«Oyó Pulgarcito la voz de su padre y gritó: -padre mío, estoy aquí, en la panza del lobo-“
Hermanos Grimm
“Pulgarcita” es el título de un libro que está teniendo un gran éxito en Francia y parece que también en España. Su autor es Michel Serres, un prestigioso intelectual francés, conocido por sus ensayos en torno a la integración de la ciencia y la cultura. Ahora, ya en la senectud, ha puesto su mirada en el mundo de los jóvenes para analizar los cambios producidos por las nuevas tecnologías. Admirado por la vertiginosa facilidad con la que envían sus WhatsApp con ambos pulgares, los ha bautizado como “pulgarcitos y pulgarcitas”, inclinándose al final por el femenino para resaltar el papel de la mujer en la sociedad contemporánea.
Lo he leído. Para mí que el texto no es para tanto. Es discontinuo y confuso en algunos de sus capítulos. Pero creo que acierta en muchas cosas y desde luego en el título elegido. Y a mí, como seguramente a algunos abuelos, me ha hecho pensar en mis nietos, en la manera que tendrán de ver el mundo, de comunicarse y de trabajar. Más aún después de pasar un día de “excursión” por las calles de Madrid con mis nietos Roque y Antonio. No son todavía esos adolescentes a los que se refiere el profesor francés, pero se nota que ya empiezan a tener una cierta autonomía de pensamiento.
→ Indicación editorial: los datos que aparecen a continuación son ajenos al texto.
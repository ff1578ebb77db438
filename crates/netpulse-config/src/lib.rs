//! Shared configuration for the netpulse tools.
//!
//! One TOML file with a section per component, layered as serialized
//! defaults < file < `NETPULSE_*` environment (nested keys split on `__`,
//! e.g. `NETPULSE_DIAGNOSTIC__PING_COUNT=5`). The analysis sections
//! deserialize straight into the `netpulse_core` config types.

use std::path::{Path, PathBuf};
use std::time::Duration;

use directories::ProjectDirs;
use figment::{
    Figment,
    providers::{Env, Format, Serialized, Toml},
};
use serde::{Deserialize, Serialize};
use thiserror::Error;

use netpulse_core::{
    CorrelatorConfig, DetectorConfig, DiagnosticConfig, FleetConfig, QualityConfig,
};
use netpulse_probe::ProbeConfig;

pub const ENV_PREFIX: &str = "NETPULSE_";

pub const OUTPUT_FORMATS: [&str; 5] = ["table", "json", "json-compact", "yaml", "plain"];
pub const COLOR_MODES: [&str; 3] = ["auto", "always", "never"];

// ── Error ───────────────────────────────────────────────────────────

#[derive(Debug, Error)]
pub enum ConfigError {
    #[error("invalid {field}: {reason}")]
    Validation { field: String, reason: String },

    #[error("failed to serialize config: {0}")]
    Serialization(#[from] toml::ser::Error),

    #[error("config loading failed: {0}")]
    Figment(Box<figment::Error>),

    #[error("IO error: {0}")]
    Io(#[from] std::io::Error),
}

impl From<figment::Error> for ConfigError {
    fn from(err: figment::Error) -> Self {
        Self::Figment(Box::new(err))
    }
}

impl ConfigError {
    fn validation(field: &str, reason: impl Into<String>) -> Self {
        Self::Validation {
            field: field.into(),
            reason: reason.into(),
        }
    }
}

// ── TOML config structs ─────────────────────────────────────────────

/// Top-level TOML configuration.
#[derive(Debug, Clone, Default, PartialEq, Deserialize, Serialize)]
#[serde(default)]
pub struct Config {
    pub defaults: Defaults,
    pub probe: ProbeSection,
    pub diagnostic: DiagnosticConfig,
    pub detector: DetectorConfig,
    pub correlator: CorrelatorConfig,
    pub fleet: FleetConfig,
    pub quality: QualityConfig,
    pub store: StoreSection,
}

#[derive(Debug, Clone, PartialEq, Eq, Deserialize, Serialize)]
pub struct Defaults {
    #[serde(default = "default_output")]
    pub output: String,

    #[serde(default = "default_color")]
    pub color: String,
}

impl Default for Defaults {
    fn default() -> Self {
        Self {
            output: default_output(),
            color: default_color(),
        }
    }
}

fn default_output() -> String {
    "table".into()
}
fn default_color() -> String {
    "auto".into()
}

/// OS tools and HTTP client settings for the system probe.
#[derive(Debug, Clone, PartialEq, Eq, Deserialize, Serialize)]
#[serde(default)]
pub struct ProbeSection {
    pub ping_program: String,
    pub ip_program: String,
    pub iw_program: String,
    pub http_timeout_secs: u64,
    pub user_agent: Option<String>,
}

impl Default for ProbeSection {
    fn default() -> Self {
        let probe = ProbeConfig::default();
        Self {
            ping_program: probe.ping_program,
            ip_program: probe.ip_program,
            iw_program: probe.iw_program,
            http_timeout_secs: probe.http_timeout.as_secs(),
            user_agent: None,
        }
    }
}

/// Where historical telemetry is read from.
#[derive(Debug, Clone, Default, PartialEq, Eq, Deserialize, Serialize)]
#[serde(default)]
pub struct StoreSection {
    /// JSON Lines file used when a command gets no `--data` flag.
    pub data_file: Option<PathBuf>,
}

impl Config {
    /// Translate the `[probe]` section into a `ProbeConfig`.
    pub fn probe_config(&self) -> ProbeConfig {
        let mut probe = ProbeConfig {
            http_timeout: Duration::from_secs(self.probe.http_timeout_secs.max(1)),
            ping_program: self.probe.ping_program.clone(),
            ip_program: self.probe.ip_program.clone(),
            iw_program: self.probe.iw_program.clone(),
            ..ProbeConfig::default()
        };
        if let Some(ref agent) = self.probe.user_agent {
            probe.user_agent.clone_from(agent);
        }
        probe
    }

    /// Reject values no component can work with.
    pub fn validate(&self) -> Result<(), ConfigError> {
        if !OUTPUT_FORMATS.contains(&self.defaults.output.as_str()) {
            return Err(ConfigError::validation(
                "defaults.output",
                format!(
                    "expected one of {}, got '{}'",
                    OUTPUT_FORMATS.join(", "),
                    self.defaults.output
                ),
            ));
        }
        if !COLOR_MODES.contains(&self.defaults.color.as_str()) {
            return Err(ConfigError::validation(
                "defaults.color",
                format!("expected auto, always or never, got '{}'", self.defaults.color),
            ));
        }

        let diag = &self.diagnostic;
        check_url("diagnostic.http_url", &diag.http_url)?;
        check_url("diagnostic.captive_portal_url", &diag.captive_portal_url)?;
        if diag.ping_count == 0 {
            return Err(ConfigError::validation("diagnostic.ping_count", "must be at least 1"));
        }
        if diag.session_attempts == 0 {
            return Err(ConfigError::validation(
                "diagnostic.session_attempts",
                "must be at least 1",
            ));
        }
        if diag.thresholds.rssi_fail_dbm > diag.thresholds.rssi_warn_dbm {
            return Err(ConfigError::validation(
                "diagnostic.thresholds.rssi_fail_dbm",
                "must not exceed rssi_warn_dbm",
            ));
        }

        for (field, value) in [
            ("detector.download_threshold_mbps", self.detector.download_threshold_mbps),
            ("detector.upload_threshold_mbps", self.detector.upload_threshold_mbps),
        ] {
            if !value.is_finite() || value <= 0.0 {
                return Err(ConfigError::validation(field, "must be a positive number"));
            }
        }

        let corr = &self.correlator;
        if corr.before_gap_mins >= corr.before_window_mins {
            return Err(ConfigError::validation(
                "correlator.before_gap_mins",
                "must be smaller than before_window_mins",
            ));
        }

        if !(0.0..=20.0).contains(&self.quality.advantage_factor) {
            return Err(ConfigError::validation(
                "quality.advantage_factor",
                "must be between 0 and 20",
            ));
        }
        Ok(())
    }
}

fn check_url(field: &str, raw: &str) -> Result<(), ConfigError> {
    let url = url::Url::parse(raw)
        .map_err(|e| ConfigError::validation(field, format!("invalid URL '{raw}': {e}")))?;
    match url.scheme() {
        "http" | "https" => Ok(()),
        other => Err(ConfigError::validation(
            field,
            format!("unsupported scheme '{other}', expected http or https"),
        )),
    }
}

// ── Config file path ────────────────────────────────────────────────

/// Resolve the config file path via XDG / platform conventions.
pub fn config_path() -> PathBuf {
    ProjectDirs::from("dev", "netpulse", "netpulse").map_or_else(
        || {
            let mut p = dirs_fallback();
            p.push("config.toml");
            p
        },
        |dirs| dirs.config_dir().join("config.toml"),
    )
}

fn dirs_fallback() -> PathBuf {
    let mut p = PathBuf::from(std::env::var("HOME").unwrap_or_else(|_| ".".into()));
    p.push(".config");
    p.push("netpulse");
    p
}

// ── Config loading ──────────────────────────────────────────────────

/// The layered provider stack for `path`.
pub fn figment_for(path: &Path) -> Figment {
    Figment::new()
        .merge(Serialized::defaults(Config::default()))
        .merge(Toml::file(path))
        .merge(Env::prefixed(ENV_PREFIX).split("__"))
}

/// Load and validate the config at `path` (missing files are fine).
pub fn load_config_from(path: &Path) -> Result<Config, ConfigError> {
    let config: Config = figment_for(path).extract()?;
    config.validate()?;
    Ok(config)
}

/// Load from `explicit` or the platform config path.
pub fn load_config(explicit: Option<&Path>) -> Result<Config, ConfigError> {
    match explicit {
        Some(path) => {
            if !path.exists() {
                return Err(ConfigError::Io(std::io::Error::new(
                    std::io::ErrorKind::NotFound,
                    format!("config file {} not found", path.display()),
                )));
            }
            load_config_from(path)
        }
        None => load_config_from(&config_path()),
    }
}

/// Load config, returning a default if loading fails.
pub fn load_config_or_default() -> Config {
    load_config(None).unwrap_or_default()
}

// ── Config saving ───────────────────────────────────────────────────

pub fn to_toml(cfg: &Config) -> Result<String, ConfigError> {
    Ok(toml::to_string_pretty(cfg)?)
}

/// Serialize config to TOML and write it to `path`, creating parents.
pub fn save_config(cfg: &Config, path: &Path) -> Result<(), ConfigError> {
    if let Some(parent) = path.parent() {
        std::fs::create_dir_all(parent)?;
    }
    std::fs::write(path, to_toml(cfg)?)?;
    Ok(())
}

#[cfg(test)]
#[allow(clippy::unwrap_used)]
mod tests {
    use super::*;
    use figment::Jail;
    use netpulse_core::{Codec, TcpTarget};
    use pretty_assertions::assert_eq;

    fn to_figment(e: ConfigError) -> figment::Error {
        figment::Error::from(e.to_string())
    }

    #[test]
    fn defaults_are_valid() {
        Config::default().validate().unwrap();
    }

    #[test]
    fn file_overrides_defaults_and_env_overrides_file() {
        Jail::expect_with(|jail| {
            jail.create_file(
                "netpulse.toml",
                r#"
                [defaults]
                output = "json"

                [diagnostic]
                ping_count = 5
                dns_names = ["example.com"]
                tcp_targets = [{ host = "10.0.0.1", port = 22 }]

                [diagnostic.thresholds]
                rssi_warn_dbm = -65.0

                [quality]
                codec = "opus"
                "#,
            )?;
            jail.set_env("NETPULSE_DIAGNOSTIC__PING_COUNT", "7");
            jail.set_env("NETPULSE_DETECTOR__MIN_STREAK", "4");

            let cfg = load_config_from(Path::new("netpulse.toml")).map_err(to_figment)?;
            assert_eq!(cfg.defaults.output, "json");
            assert_eq!(cfg.defaults.color, "auto");
            assert_eq!(cfg.diagnostic.ping_count, 7);
            assert_eq!(cfg.diagnostic.dns_names, vec!["example.com"]);
            assert_eq!(cfg.diagnostic.tcp_targets, vec![TcpTarget::new("10.0.0.1", 22)]);
            assert!((cfg.diagnostic.thresholds.rssi_warn_dbm + 65.0).abs() < f64::EPSILON);
            assert!((cfg.diagnostic.thresholds.rssi_fail_dbm + 80.0).abs() < f64::EPSILON);
            assert_eq!(cfg.detector.min_streak, 4);
            assert_eq!(cfg.quality.codec, Codec::Opus);
            Ok(())
        });
    }

    #[test]
    fn missing_file_yields_defaults() {
        Jail::expect_with(|_| {
            let cfg = load_config_from(Path::new("absent.toml")).map_err(to_figment)?;
            assert_eq!(cfg, Config::default());
            Ok(())
        });
    }

    #[test]
    fn explicit_missing_path_is_an_error() {
        let err = load_config(Some(Path::new("/nonexistent/netpulse.toml"))).unwrap_err();
        assert!(matches!(err, ConfigError::Io(_)));
    }

    #[test]
    fn validation_names_the_field() {
        let mut cfg = Config::default();
        cfg.defaults.output = "xml".into();
        let err = cfg.validate().unwrap_err();
        assert!(err.to_string().contains("defaults.output"));

        let mut cfg = Config::default();
        cfg.diagnostic.captive_portal_url = "ftp://example.com/".into();
        assert!(cfg.validate().unwrap_err().to_string().contains("unsupported scheme"));

        let mut cfg = Config::default();
        cfg.correlator.before_gap_mins = 30;
        assert!(matches!(cfg.validate(), Err(ConfigError::Validation { .. })));

        let mut cfg = Config::default();
        cfg.detector.download_threshold_mbps = f64::NAN;
        assert!(cfg.validate().is_err());
    }

    #[test]
    fn bad_type_in_file_is_figment_error() {
        Jail::expect_with(|jail| {
            jail.create_file("bad.toml", "[diagnostic]\nping_count = \"lots\"\n")?;
            let err = load_config_from(Path::new("bad.toml")).unwrap_err();
            assert!(matches!(err, ConfigError::Figment(_)));
            Ok(())
        });
    }

    #[test]
    fn save_then_load_preserves_settings() {
        let dir = tempfile::tempdir().unwrap();
        let path = dir.path().join("nested/config.toml");
        let mut cfg = Config::default();
        cfg.fleet.deadline_secs = None;
        cfg.store.data_file = Some("/var/lib/netpulse/telemetry.jsonl".into());
        cfg.quality.codec = Codec::G729;

        save_config(&cfg, &path).unwrap();
        let loaded: Config = Figment::new()
            .merge(Serialized::defaults(Config::default()))
            .merge(Toml::file(&path))
            .extract()
            .unwrap();

        assert_eq!(loaded.store, cfg.store);
        assert_eq!(loaded.quality.codec, Codec::G729);
        assert_eq!(loaded.diagnostic, cfg.diagnostic);
    }

    #[test]
    fn probe_section_maps_to_probe_config() {
        let mut cfg = Config::default();
        cfg.probe.ping_program = "/usr/local/bin/ping".into();
        cfg.probe.http_timeout_secs = 0;
        cfg.probe.user_agent = Some("lab-agent/1".into());

        let probe = cfg.probe_config();
        assert_eq!(probe.ping_program, "/usr/local/bin/ping");
        assert_eq!(probe.http_timeout, Duration::from_secs(1));
        assert_eq!(probe.user_agent, "lab-agent/1");
    }
}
Vinieron “solos” en tren desde Pozuelo para pasar el día con su abuelo. Estuvimos en el lugar donde trabaja su tía Ana, mi hija, cerca de Atocha, una oficina, si es que puede llamársele así, inimaginable en los tiempos en los que yo empezaba a abrirme camino en el mundo laboral, allá por los primeros años 60 del siglo pasado. Les dejo a ellos que cuenten lo que vieron: “Cuando llegamos a las oficinas dónde Ana trabaja, el abuelo nos explicó que eran un poco diferentes a las oficinas normales. Cuando entramos, nos dimos cuenta. El sitio se llamaba Impact Hub, que en castellano significa “conexión”. Y efectivamente las oficinas no eran individuales sino todas conectadas. Había mesas donde simplemente podías llegar y sentarte a trabajar con tu portátil…”
No lo cuentan mal, ni mucho menos. Tienen gracia y ya saben explicarse con sentido. Lo miran todo con la curiosidad de quien lo tiene todo por descubrir y por hacer. Pero estoy casi seguro de que nada de lo que vieron les sorprendió realmente. Aunque, en vivo, no hayan visto apenas nada, la información les llega por otras vías. Lo palpan, lo saben sin ser del todo conscientes de que ya lo saben. Este es en definitiva su mundo, el que les pertenece, el de “su tiempo”, que, por cierto, también es el nuestro, el de los abuelos, aunque lo contemplemos con otra mirada.
Cuando yo les contaba cosas como estas parecían escucharme con interés –sus padres les han educado muy bien, es la verdad- pero en el fondo me daba la impresión de que les interesaban poco. A los que nos apasionan estos asuntos sobre lo que es y lo que era, lo antiguo y lo nuevo, los jóvenes y los viejos, es a gente “mayor” como Michel Serres, y como yo que soy más o menos de su quinta. Ellos, mis nietos y todos los pulgarcitos y pulgarcitas, “pasan” de estas cosas: saben mucho más de la vida que nosotros a su misma edad y se mueven con toda familiaridad en esa galaxia de las nuevas tecnologías que para ellos son pan comido.
Están ya en la panza del lobo, como cuenta el cuento. Su lobo es más grande y más cruel que el que nos tocó a nosotros. El asunto del trabajo sigue ahí pendiente y amenazador: el trabajo al que estamos obligados para “ganarnos la vida”, el que “nos hace libres”, el que nos “socializa”, el que nos “tortura la vida” y al mismo tiempo nos la da, el que nos permite saber lo que somos capaces de hacer…. A nosotros nos preocupa, tal como están las cosas, ese lobo que nos parece feroz, pero ellos se las arreglarán para salir de su panza y sabrán encontrar el camino a casa: seguro que algunos tendrán la precaución de dejar piedras blancas y migas de pan. Y la casa a la que regresen ya no será la nuestra. Será su casa.